"""
Data consistency validation tests
Tests verify:
- No null names in skill_gems table
- No duplicate entries
- Cross-reference with PoB source data
- Data integrity constraints
"""
import pytest
import pytest_asyncio
import json
import sys
from pathlib import Path
# Add src to path for imports
sys.path.insert(0, str(Path(__file__).parent.parent / "src"))
from database.manager import DatabaseManager
from sqlalchemy import text
@pytest_asyncio.fixture
async def db():
"""Database fixture"""
db = DatabaseManager()
await db.initialize()
return db
@pytest.fixture
def pob_skills():
"""Load PoB skill data"""
data_path = Path(__file__).parent.parent / "data" / "pob_complete_skills.json"
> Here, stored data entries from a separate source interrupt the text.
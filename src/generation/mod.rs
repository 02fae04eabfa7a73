pub mod gemini;
pub mod normalize;

use async_trait::async_trait;

use crate::models::GeneratedReply;

/// Generation collaborator. Implementations degrade internally and always
/// hand back a usable reply; errors never cross this boundary.
#[async_trait]
pub trait AnswerGenerator: Send + Sync {
    async fn generate(&self, question: &str) -> GeneratedReply;
}

pub use gemini::GeminiGenerator;
pub use normalize::{
    missing_key_reply, normalize_reply, remote_failure_reply, MISSING_KEY_ANSWER,
    REMOTE_FAILURE_ANSWER,
};
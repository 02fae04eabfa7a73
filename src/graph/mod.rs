pub mod factory;
pub mod layout;
pub mod memory;
pub mod rest;

use async_trait::async_trait;
use uuid::Uuid;

use crate::error::GraphResult;
use crate::models::{Edge, Node, Project};

/// Durable storage collaborator for conversation graphs.
///
/// Node and edge writes fail hard. `resolve_node` never does: a missing or
/// unreadable node simply comes back as `None` and the caller falls back to
/// the origin.
#[async_trait]
pub trait GraphStore: Send + Sync {
    async fn create_project(&self, name: &str) -> GraphResult<Project>;

    async fn fetch_project(&self, project_id: Uuid) -> GraphResult<Option<Project>>;

    /// Durably record a node. The returned node is the stored one.
    async fn persist_node(&self, node: Node) -> GraphResult<Node>;

    /// Durably record an edge. Only called once both endpoints exist.
    async fn persist_edge(&self, edge: Edge) -> GraphResult<Edge>;

    async fn resolve_node(&self, id: Uuid) -> Option<Node>;

    /// Nodes of a project in insertion order.
    async fn project_nodes(&self, project_id: Uuid) -> GraphResult<Vec<Node>>;

    async fn project_edges(&self, project_id: Uuid) -> GraphResult<Vec<Edge>>;
}

pub use factory::{TurnFactory, TurnRecord};
pub use layout::{scatter, Layout, ScatterLayout, DEFAULT_SPREAD};
pub use memory::MemoryGraphStore;
pub use rest::RestGraphStore;
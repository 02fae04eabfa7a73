use std::time::Duration;

use async_trait::async_trait;
use reqwest::{Client, StatusCode};
use serde::{Deserialize, Serialize};
use tracing::{debug, warn};
use uuid::Uuid;

use super::GraphStore;
use crate::error::{GraphError, GraphResult};
use crate::models::{Edge, Node, Project};

#[derive(Debug, Serialize)]
struct CreateProjectRequest<'a> {
    name: &'a str,
}

#[derive(Debug, Deserialize)]
struct ProjectGraphResponse {
    project: Project,
    nodes: Vec<Node>,
    edges: Vec<Edge>,
}

/// `GraphStore` speaking the Sidera backend's JSON API.
pub struct RestGraphStore {
    client: Client,
    base_url: String,
}

impl RestGraphStore {
    pub fn new(base_url: impl Into<String>) -> GraphResult<Self> {
        let client = Client::builder()
            .timeout(Duration::from_secs(10))
            .build()
            .map_err(|e| GraphError::configuration(format!("http client: {}", e)))?;

        let base_url = base_url.into().trim_end_matches('/').to_string();
        debug!("REST graph store initialized with URL: {}", base_url);

        Ok(Self { client, base_url })
    }

    fn url(&self, path: &str) -> String {
        format!("{}{}", self.base_url, path)
    }

    async fn post_json<B, T>(&self, path: &str, body: &B) -> GraphResult<T>
    where
        B: Serialize + Sync,
        T: for<'de> Deserialize<'de>,
    {
        let response = self
            .client
            .post(self.url(path))
            .json(body)
            .send()
            .await
            .map_err(|e| GraphError::storage(format!("POST {}: {}", path, e)))?;

        if !response.status().is_success() {
            return Err(GraphError::storage(format!(
                "POST {}: status {}",
                path,
                response.status()
            )));
        }

        response
            .json::<T>()
            .await
            .map_err(|e| GraphError::storage(format!("POST {}: invalid body: {}", path, e)))
    }

    async fn fetch_graph(&self, project_id: Uuid) -> GraphResult<Option<ProjectGraphResponse>> {
        let path = format!("/api/projects/{}", project_id);
        let response = self
            .client
            .get(self.url(&path))
            .send()
            .await
            .map_err(|e| GraphError::storage(format!("GET {}: {}", path, e)))?;

        if response.status() == StatusCode::NOT_FOUND {
            return Ok(None);
        }
        if !response.status().is_success() {
            return Err(GraphError::storage(format!(
                "GET {}: status {}",
                path,
                response.status()
            )));
        }

        let graph = response
            .json()
            .await
            .map_err(|e| GraphError::storage(format!("GET {}: invalid body: {}", path, e)))?;
        Ok(Some(graph))
    }
}

#[async_trait]
impl GraphStore for RestGraphStore {
    async fn create_project(&self, name: &str) -> GraphResult<Project> {
        self.post_json("/api/projects", &CreateProjectRequest { name })
            .await
    }

    async fn fetch_project(&self, project_id: Uuid) -> GraphResult<Option<Project>> {
        Ok(self.fetch_graph(project_id).await?.map(|graph| graph.project))
    }

    async fn persist_node(&self, node: Node) -> GraphResult<Node> {
        self.post_json("/api/nodes", &node).await
    }

    async fn persist_edge(&self, edge: Edge) -> GraphResult<Edge> {
        self.post_json("/api/edges", &edge).await
    }

    async fn resolve_node(&self, id: Uuid) -> Option<Node> {
        let path = format!("/api/nodes/{}", id);
        match self.client.get(self.url(&path)).send().await {
            Ok(response) if response.status().is_success() => {
                match response.json::<Node>().await {
                    Ok(node) => Some(node),
                    Err(err) => {
                        warn!("Node {} body unreadable: {}", id, err);
                        None
                    }
                }
            }
            Ok(response) => {
                debug!("Node {} not resolvable: status {}", id, response.status());
                None
            }
            Err(err) => {
                warn!("Node {} lookup failed: {}", id, err);
                None
            }
        }
    }

    async fn project_nodes(&self, project_id: Uuid) -> GraphResult<Vec<Node>> {
        Ok(self
            .fetch_graph(project_id)
            .await?
            .map(|graph| graph.nodes)
            .unwrap_or_default())
    }

    async fn project_edges(&self, project_id: Uuid) -> GraphResult<Vec<Edge>> {
        Ok(self
            .fetch_graph(project_id)
            .await?
            .map(|graph| graph.edges)
            .unwrap_or_default())
    }
}

#[cfg(test)]
mod tests {
    use super::*;

    #[test]
    fn base_url_loses_its_trailing_slash() {
        let store = RestGraphStore::new("http://localhost:5000/").unwrap();
        assert_eq!(store.url("/api/projects"), "http://localhost:5000/api/projects");
    }
}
with open(data_path) as f:
return json.load(f)
@pytest.fixture
def merged_tree():
"""Load merged passive tree data"""
data_path = Path(__file__).parent.parent / "data" / "merged_passive_tree.json"
with open(data_path) as f:
return json.load(f)
@pytest.mark.asyncio
async def test_no_null_names_skill_gems(db):
"""Verify no skill gems have null names"""
async with db.async_session() as session:
result = await session.execute(
text("SELECT COUNT(*) FROM skill_gems WHERE name IS NULL OR name = ''")
)
null_count = result.scalar()
assert null_count == 0, f"Found {null_count} skill gems with null/empty names"
@pytest.mark.asyncio
async def test_no_null_names_support_gems(db):
"""Verify no support gems have null names"""
async with db.async_session() as session:
result = await session.execute(
text("SELECT COUNT(*) FROM support_gems WHERE name IS NULL OR name = ''")
)
null_count = result.scalar()
assert null_count == 0, f"Found {null_count} support gems with null/empty names"
@pytest.mark.asyncio
async def test_no_null_names_passive_nodes(db):
"""Verify keystones and notables have names"""
async with db.async_session() as session:
# Keystones should all have names
result = await session.execute(
text("SELECT COUNT(*) FROM passive_nodes WHERE is_keystone = 1 AND (name IS NULL OR name = '')")
)
null_keystones = result.scalar()
assert null_keystones == 0, f"Found {null_keystones} keystones with null/empty names"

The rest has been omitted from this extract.